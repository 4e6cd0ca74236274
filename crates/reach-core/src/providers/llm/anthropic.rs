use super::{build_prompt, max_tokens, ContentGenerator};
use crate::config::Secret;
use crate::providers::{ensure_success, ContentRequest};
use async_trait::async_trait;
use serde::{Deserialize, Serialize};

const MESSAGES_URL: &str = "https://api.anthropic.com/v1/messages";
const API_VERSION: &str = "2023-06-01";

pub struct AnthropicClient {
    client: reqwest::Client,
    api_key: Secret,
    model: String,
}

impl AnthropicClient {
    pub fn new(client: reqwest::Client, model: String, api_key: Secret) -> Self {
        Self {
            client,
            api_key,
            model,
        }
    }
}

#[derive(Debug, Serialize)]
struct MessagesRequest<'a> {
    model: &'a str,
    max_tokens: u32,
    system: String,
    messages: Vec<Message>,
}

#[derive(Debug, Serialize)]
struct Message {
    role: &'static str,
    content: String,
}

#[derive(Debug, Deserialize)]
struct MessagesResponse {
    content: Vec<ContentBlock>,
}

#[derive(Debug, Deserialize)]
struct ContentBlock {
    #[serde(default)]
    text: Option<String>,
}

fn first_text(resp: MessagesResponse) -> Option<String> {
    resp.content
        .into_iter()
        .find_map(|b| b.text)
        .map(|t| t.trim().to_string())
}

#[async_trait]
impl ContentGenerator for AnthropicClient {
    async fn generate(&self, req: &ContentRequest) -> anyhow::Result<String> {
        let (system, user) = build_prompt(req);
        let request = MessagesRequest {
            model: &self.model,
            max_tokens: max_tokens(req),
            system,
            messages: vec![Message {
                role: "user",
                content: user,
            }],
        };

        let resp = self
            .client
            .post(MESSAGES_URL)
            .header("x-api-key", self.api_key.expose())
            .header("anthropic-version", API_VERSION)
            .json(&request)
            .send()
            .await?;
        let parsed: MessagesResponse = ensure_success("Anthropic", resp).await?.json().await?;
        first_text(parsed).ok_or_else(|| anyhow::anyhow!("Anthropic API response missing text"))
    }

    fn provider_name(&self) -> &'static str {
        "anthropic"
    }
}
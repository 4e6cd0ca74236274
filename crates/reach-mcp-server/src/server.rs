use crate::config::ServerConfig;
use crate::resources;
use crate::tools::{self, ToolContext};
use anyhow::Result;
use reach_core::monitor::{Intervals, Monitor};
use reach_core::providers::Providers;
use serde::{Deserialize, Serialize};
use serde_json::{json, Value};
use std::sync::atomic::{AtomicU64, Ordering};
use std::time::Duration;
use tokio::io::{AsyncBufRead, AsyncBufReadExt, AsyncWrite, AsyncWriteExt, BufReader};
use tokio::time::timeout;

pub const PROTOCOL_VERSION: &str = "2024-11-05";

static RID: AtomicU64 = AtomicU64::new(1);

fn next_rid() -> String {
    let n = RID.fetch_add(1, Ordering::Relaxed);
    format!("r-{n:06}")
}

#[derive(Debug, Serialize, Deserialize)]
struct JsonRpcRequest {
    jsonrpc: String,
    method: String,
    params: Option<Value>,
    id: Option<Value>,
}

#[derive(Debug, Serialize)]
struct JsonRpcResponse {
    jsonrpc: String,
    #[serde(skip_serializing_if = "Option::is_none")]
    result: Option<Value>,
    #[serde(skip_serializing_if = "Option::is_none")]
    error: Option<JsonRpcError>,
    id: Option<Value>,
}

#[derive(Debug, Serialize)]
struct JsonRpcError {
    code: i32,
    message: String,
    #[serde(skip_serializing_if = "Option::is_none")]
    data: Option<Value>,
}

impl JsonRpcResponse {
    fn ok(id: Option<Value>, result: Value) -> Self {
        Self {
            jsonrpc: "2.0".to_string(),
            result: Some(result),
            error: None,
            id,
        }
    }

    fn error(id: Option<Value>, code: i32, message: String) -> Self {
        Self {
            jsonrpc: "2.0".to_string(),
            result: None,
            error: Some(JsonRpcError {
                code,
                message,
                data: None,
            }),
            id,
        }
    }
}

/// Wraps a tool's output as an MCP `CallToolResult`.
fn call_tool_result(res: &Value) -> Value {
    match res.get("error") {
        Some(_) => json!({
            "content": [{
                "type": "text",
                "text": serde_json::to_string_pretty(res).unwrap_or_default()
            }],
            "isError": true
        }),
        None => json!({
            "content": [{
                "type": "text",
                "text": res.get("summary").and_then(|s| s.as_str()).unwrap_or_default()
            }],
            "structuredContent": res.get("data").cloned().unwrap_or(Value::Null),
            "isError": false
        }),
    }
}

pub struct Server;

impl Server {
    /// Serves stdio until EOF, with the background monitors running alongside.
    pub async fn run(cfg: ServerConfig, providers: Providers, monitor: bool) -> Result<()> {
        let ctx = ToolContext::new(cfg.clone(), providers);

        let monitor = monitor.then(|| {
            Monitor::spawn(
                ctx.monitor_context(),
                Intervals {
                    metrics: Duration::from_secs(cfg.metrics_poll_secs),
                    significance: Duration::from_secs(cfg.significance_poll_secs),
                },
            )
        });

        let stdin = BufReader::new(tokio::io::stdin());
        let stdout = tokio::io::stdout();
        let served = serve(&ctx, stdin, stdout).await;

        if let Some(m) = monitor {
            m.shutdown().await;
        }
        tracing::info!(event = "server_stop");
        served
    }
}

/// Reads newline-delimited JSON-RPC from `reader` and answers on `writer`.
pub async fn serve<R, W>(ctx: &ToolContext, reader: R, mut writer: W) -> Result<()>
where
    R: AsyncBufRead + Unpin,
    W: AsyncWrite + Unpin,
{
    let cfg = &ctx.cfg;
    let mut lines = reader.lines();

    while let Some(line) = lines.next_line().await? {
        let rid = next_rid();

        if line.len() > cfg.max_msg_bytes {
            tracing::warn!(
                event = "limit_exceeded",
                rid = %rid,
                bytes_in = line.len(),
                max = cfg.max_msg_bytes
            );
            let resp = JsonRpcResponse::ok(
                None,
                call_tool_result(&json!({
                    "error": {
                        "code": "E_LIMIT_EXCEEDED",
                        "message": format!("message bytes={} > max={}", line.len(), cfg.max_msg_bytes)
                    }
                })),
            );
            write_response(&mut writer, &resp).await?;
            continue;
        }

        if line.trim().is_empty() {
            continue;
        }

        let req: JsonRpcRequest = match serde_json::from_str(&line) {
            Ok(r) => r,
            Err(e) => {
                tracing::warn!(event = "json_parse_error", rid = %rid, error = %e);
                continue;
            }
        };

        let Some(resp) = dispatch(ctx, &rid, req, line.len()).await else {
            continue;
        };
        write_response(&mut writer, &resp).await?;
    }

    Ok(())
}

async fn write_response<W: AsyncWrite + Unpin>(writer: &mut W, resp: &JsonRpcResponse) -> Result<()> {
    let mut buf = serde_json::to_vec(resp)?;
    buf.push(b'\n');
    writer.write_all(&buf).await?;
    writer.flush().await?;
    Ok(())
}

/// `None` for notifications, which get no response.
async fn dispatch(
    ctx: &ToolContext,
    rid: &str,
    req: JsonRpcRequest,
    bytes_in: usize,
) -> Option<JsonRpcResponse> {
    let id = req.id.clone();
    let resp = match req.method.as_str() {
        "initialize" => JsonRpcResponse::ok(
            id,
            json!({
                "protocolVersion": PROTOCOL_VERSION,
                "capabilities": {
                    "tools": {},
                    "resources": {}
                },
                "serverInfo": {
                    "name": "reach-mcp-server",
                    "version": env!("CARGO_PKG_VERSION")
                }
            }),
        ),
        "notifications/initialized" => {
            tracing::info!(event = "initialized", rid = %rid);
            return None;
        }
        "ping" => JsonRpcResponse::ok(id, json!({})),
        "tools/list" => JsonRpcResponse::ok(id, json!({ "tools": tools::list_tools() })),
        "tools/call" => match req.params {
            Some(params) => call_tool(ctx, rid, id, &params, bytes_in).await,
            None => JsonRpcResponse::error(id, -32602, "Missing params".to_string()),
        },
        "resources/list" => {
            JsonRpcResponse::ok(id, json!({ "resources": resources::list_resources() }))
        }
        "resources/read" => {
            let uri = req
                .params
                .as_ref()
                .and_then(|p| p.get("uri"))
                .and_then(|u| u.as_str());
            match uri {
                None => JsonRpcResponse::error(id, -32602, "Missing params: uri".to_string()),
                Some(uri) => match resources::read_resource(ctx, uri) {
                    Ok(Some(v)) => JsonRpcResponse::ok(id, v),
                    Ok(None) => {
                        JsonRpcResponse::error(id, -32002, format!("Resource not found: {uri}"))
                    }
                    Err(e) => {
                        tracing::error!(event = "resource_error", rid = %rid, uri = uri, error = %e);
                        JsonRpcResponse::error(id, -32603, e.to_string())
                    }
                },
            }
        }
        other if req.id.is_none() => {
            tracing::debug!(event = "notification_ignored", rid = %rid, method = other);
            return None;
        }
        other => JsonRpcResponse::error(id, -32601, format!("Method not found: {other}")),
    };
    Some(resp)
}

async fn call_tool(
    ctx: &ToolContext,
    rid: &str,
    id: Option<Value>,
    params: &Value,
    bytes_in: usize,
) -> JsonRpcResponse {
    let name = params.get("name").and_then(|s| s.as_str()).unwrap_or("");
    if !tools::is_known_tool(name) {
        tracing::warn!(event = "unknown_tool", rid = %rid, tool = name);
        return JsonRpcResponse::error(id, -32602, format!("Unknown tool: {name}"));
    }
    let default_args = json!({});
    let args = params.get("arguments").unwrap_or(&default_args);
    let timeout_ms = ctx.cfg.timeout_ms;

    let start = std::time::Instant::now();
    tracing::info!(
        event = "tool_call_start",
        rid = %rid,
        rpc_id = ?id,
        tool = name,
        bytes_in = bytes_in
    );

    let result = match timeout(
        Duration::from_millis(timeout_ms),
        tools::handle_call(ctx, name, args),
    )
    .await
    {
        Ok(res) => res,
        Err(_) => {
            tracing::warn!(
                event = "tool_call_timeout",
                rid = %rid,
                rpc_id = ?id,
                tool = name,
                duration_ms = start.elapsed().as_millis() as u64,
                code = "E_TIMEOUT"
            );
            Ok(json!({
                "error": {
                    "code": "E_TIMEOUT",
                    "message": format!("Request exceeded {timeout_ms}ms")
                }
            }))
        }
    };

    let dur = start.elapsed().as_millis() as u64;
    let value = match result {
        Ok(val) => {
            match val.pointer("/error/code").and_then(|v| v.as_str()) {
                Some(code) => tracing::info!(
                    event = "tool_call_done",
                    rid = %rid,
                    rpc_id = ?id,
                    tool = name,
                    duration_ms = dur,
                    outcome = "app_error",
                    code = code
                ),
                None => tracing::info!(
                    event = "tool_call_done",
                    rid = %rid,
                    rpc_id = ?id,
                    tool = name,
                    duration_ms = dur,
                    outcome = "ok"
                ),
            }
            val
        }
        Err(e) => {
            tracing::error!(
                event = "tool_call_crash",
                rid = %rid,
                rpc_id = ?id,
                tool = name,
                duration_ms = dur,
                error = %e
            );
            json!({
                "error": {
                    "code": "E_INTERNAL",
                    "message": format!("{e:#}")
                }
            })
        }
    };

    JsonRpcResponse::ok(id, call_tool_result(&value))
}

Problem description: Wherever the word "warn" turns up in a line of the entries above, copy that line.

Completed exercise:
            tracing::warn!(
                tracing::warn!(event = "json_parse_error", rid = %rid, error = %e);
        tracing::warn!(event = "unknown_tool", rid = %rid, tool = name);
            tracing::warn!(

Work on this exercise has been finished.